──────── PROVIDED DATA ────────

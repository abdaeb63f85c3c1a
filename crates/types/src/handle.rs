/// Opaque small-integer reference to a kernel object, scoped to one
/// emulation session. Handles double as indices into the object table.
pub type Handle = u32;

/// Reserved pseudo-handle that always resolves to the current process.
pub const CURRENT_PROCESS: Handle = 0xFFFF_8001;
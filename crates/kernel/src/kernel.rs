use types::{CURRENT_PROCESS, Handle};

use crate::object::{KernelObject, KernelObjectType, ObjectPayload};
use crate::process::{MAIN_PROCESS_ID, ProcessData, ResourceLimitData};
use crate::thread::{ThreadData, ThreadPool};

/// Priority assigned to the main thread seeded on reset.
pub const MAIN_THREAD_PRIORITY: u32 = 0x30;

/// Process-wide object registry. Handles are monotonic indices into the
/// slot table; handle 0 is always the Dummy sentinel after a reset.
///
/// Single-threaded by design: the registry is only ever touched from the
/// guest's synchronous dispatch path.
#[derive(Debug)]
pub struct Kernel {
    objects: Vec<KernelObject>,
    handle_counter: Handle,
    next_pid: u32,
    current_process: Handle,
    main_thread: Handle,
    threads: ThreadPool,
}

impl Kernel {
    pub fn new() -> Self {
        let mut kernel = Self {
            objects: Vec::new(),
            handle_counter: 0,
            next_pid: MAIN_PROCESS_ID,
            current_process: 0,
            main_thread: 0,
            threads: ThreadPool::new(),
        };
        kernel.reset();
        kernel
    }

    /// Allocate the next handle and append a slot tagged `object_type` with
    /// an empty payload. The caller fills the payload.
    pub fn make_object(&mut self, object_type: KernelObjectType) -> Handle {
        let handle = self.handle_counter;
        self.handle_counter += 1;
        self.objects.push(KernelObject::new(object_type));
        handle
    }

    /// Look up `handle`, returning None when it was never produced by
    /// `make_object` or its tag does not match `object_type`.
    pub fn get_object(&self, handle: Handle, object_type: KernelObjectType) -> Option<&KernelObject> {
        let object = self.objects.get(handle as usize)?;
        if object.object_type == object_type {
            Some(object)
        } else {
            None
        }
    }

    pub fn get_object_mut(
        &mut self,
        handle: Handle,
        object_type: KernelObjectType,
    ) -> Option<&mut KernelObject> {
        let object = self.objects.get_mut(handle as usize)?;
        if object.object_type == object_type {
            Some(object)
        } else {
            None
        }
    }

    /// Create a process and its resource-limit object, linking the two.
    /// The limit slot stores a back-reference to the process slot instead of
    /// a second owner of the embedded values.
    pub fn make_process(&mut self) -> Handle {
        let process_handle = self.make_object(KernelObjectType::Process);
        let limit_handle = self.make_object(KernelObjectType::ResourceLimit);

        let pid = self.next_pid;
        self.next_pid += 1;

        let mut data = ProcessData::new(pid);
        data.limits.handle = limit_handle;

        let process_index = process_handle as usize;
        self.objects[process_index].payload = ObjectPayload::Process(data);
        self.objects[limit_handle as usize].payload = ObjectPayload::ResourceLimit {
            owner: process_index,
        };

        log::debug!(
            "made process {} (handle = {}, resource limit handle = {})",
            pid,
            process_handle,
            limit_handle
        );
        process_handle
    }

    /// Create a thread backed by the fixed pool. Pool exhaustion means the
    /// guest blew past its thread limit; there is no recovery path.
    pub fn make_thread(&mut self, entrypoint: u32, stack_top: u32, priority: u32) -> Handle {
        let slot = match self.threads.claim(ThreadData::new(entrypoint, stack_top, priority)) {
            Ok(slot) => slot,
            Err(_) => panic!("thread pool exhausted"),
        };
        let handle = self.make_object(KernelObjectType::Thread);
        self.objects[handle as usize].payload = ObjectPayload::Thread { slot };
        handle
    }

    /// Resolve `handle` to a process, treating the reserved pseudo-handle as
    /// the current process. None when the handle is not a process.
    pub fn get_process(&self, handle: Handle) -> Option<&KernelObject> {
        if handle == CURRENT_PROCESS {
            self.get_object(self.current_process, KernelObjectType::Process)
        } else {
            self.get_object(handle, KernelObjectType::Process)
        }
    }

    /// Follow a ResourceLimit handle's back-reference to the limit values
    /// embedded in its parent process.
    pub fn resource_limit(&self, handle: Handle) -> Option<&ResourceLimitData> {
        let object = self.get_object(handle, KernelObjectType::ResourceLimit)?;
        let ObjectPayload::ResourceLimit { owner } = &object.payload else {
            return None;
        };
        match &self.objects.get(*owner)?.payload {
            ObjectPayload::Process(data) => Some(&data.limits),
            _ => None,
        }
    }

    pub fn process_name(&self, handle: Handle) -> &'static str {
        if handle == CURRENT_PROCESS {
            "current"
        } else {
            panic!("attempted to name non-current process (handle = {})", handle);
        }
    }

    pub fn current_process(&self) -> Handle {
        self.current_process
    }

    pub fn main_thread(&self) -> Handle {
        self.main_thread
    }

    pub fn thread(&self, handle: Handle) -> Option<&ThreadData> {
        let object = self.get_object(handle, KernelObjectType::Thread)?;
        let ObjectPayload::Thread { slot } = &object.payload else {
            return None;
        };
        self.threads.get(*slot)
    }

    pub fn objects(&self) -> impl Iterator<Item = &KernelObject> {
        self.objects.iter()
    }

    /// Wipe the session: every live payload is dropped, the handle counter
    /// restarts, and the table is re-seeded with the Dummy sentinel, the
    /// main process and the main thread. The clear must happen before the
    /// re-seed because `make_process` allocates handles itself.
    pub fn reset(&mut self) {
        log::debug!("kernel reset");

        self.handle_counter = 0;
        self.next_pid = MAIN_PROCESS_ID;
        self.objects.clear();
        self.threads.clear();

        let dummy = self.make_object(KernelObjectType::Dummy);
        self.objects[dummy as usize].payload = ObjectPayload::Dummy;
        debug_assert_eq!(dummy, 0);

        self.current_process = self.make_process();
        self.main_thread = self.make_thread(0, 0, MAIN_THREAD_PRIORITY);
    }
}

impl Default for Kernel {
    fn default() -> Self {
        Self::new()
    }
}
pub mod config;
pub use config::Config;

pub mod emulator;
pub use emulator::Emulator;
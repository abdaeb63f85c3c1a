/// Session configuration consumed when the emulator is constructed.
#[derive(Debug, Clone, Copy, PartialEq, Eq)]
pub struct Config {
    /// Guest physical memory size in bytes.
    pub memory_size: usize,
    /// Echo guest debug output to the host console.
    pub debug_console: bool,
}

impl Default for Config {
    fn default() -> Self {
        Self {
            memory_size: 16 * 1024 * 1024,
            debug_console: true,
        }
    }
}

────────

__EXERCISE INSTRUCTIONS__:
Please output every record exactly as it appears.

__RESPONSE BELOW__:
repository abdaeb63f85c3c1a
filename crates/types/src/handle.rs
/// Opaque small-integer reference to a kernel object, scoped to one
/// emulation session. Handles double as indices into the object table.
pub type Handle = u32;

/// Reserved pseudo-handle that always resolves to the current process.
pub const CURRENT_PROCESS: Handle = 0xFFFF_8001;
filename crates/kernel/src/kernel.rs
use types::{CURRENT_PROCESS, Handle};

use crate::object::{KernelObject, KernelObjectType, ObjectPayload};
use crate::process::{MAIN_PROCESS_ID, ProcessData, ResourceLimitData};
use crate::thread::{ThreadData, ThreadPool};

/// Priority assigned to the main thread seeded on reset.
pub const MAIN_THREAD_PRIORITY: u32 = 0x30;

/// Process-wide object registry. Handles are monotonic indices into the
/// slot table; handle 0 is always the Dummy sentinel after a reset.
///
/// Single-threaded by design: the registry is only ever touched from the
/// guest's synchronous dispatch path.
#[derive(Debug)]
pub struct Kernel {
    objects: Vec<KernelObject>,
    handle_counter: Handle,
    next_pid: u32,
    current_process: Handle,
    main_thread: Handle,
    threads: ThreadPool,
}

impl Kernel {
    pub fn new() -> Self {
        let mut kernel = Self {
            objects: Vec::new(),
            handle_counter: 0,
            next_pid: MAIN_PROCESS_ID,
            current_process: 0,
            main_thread: 0,
            threads: ThreadPool::new(),
        };
        kernel.reset();
        kernel
    }

    /// Allocate the next handle and append a slot tagged `object_type` with
    /// an empty payload. The caller fills the payload.
    pub fn make_object(&mut self, object_type: KernelObjectType) -> Handle {
        let handle = self.handle_counter;
        self.handle_counter += 1;
        self.objects.push(KernelObject::new(object_type));
        handle
    }

    /// Look up `handle`, returning None when it was never produced by
    /// `make_object` or its tag does not match `object_type`.
    pub fn get_object(&self, handle: Handle, object_type: KernelObjectType) -> Option<&KernelObject> {
        let object = self.objects.get(handle as usize)?;
        if object.object_type == object_type {
            Some(object)
        } else {
            None
        }
    }

    pub fn get_object_mut(
        &mut self,
        handle: Handle,
        object_type: KernelObjectType,
    ) -> Option<&mut KernelObject> {
        let object = self.objects.get_mut(handle as usize)?;
        if object.object_type == object_type {
            Some(object)
        } else {
            None
        }
    }

    /// Create a process and its resource-limit object, linking the two.
    /// The limit slot stores a back-reference to the process slot instead of
    /// a second owner of the embedded values.
    pub fn make_process(&mut self) -> Handle {
        let process_handle = self.make_object(KernelObjectType::Process);
        let limit_handle = self.make_object(KernelObjectType::ResourceLimit);

        let pid = self.next_pid;
        self.next_pid += 1;

        let mut data = ProcessData::new(pid);
        data.limits.handle = limit_handle;

        let process_index = process_handle as usize;
        self.objects[process_index].payload = ObjectPayload::Process(data);
        self.objects[limit_handle as usize].payload = ObjectPayload::ResourceLimit {
            owner: process_index,
        };

        log::debug!(
            "made process {} (handle = {}, resource limit handle = {})",
            pid,
            process_handle,
            limit_handle
        );
        process_handle
    }

    /// Create a thread backed by the fixed pool. Pool exhaustion means the
    /// guest blew past its thread limit; there is no recovery path.
    pub fn make_thread(&mut self, entrypoint: u32, stack_top: u32, priority: u32) -> Handle {
        let slot = match self.threads.claim(ThreadData::new(entrypoint, stack_top, priority)) {
            Ok(slot) => slot,
            Err(_) => panic!("thread pool exhausted"),
        };
        let handle = self.make_object(KernelObjectType::Thread);
        self.objects[handle as usize].payload = ObjectPayload::Thread { slot };
        handle
    }

    /// Resolve `handle` to a process, treating the reserved pseudo-handle as
    /// the current process. None when the handle is not a process.
    pub fn get_process(&self, handle: Handle) -> Option<&KernelObject> {
        if handle == CURRENT_PROCESS {
            self.get_object(self.current_process, KernelObjectType::Process)
        } else {
            self.get_object(handle, KernelObjectType::Process)
        }
    }

    /// Follow a ResourceLimit handle's back-reference to the limit values
    /// embedded in its parent process.
    pub fn resource_limit(&self, handle: Handle) -> Option<&ResourceLimitData> {
        let object = self.get_object(handle, KernelObjectType::ResourceLimit)?;
        let ObjectPayload::ResourceLimit { owner } = &object.payload else {
            return None;
        };
        match &self.objects.get(*owner)?.payload {
            ObjectPayload::Process(data) => Some(&data.limits),
            _ => None,
        }
    }

    pub fn process_name(&self, handle: Handle) -> &'static str {
        if handle == CURRENT_PROCESS {
            "current"
        } else {
            panic!("attempted to name non-current process (handle = {})", handle);
        }
    }

    pub fn current_process(&self) -> Handle {
        self.current_process
    }

    pub fn main_thread(&self) -> Handle {
        self.main_thread
    }

    pub fn thread(&self, handle: Handle) -> Option<&ThreadData> {
        let object = self.get_object(handle, KernelObjectType::Thread)?;
        let ObjectPayload::Thread { slot } = &object.payload else {
            return None;
        };
        self.threads.get(*slot)
    }

    pub fn objects(&self) -> impl Iterator<Item = &KernelObject> {
        self.objects.iter()
    }

    /// Wipe the session: every live payload is dropped, the handle counter
    /// restarts, and the table is re-seeded with the Dummy sentinel, the
    /// main process and the main thread. The clear must happen before the
    /// re-seed because `make_process` allocates handles itself.
    pub fn reset(&mut self) {
        log::debug!("kernel reset");

        self.handle_counter = 0;
        self.next_pid = MAIN_PROCESS_ID;
        self.objects.clear();
        self.threads.clear();

        let dummy = self.make_object(KernelObjectType::Dummy);
        self.objects[dummy as usize].payload = ObjectPayload::Dummy;
        debug_assert_eq!(dummy, 0);

        self.current_process = self.make_process();
        self.main_thread = self.make_thread(0, 0, MAIN_THREAD_PRIORITY);
    }
}

impl Default for Kernel {
    fn default() -> Self {
        Self::new()
    }
}
pub mod config;
pub use config::Config;

pub mod emulator;
pub use emulator::Emulator;
repository abdaeb63f85c3c1a
/// Session configuration consumed when the emulator is constructed.
#[derive(Debug, Clone, Copy, PartialEq, Eq)]
pub struct Config {
    /// Guest physical memory size in bytes.
    pub memory_size: usize,
    /// Echo guest debug output to the host console.
    pub debug_console: bool,
}

impl Default for Config {
    fn default() -> Self {
        Self {
            memory_size: 16 * 1024 * 1024,
            debug_console: true,
        }
    }
}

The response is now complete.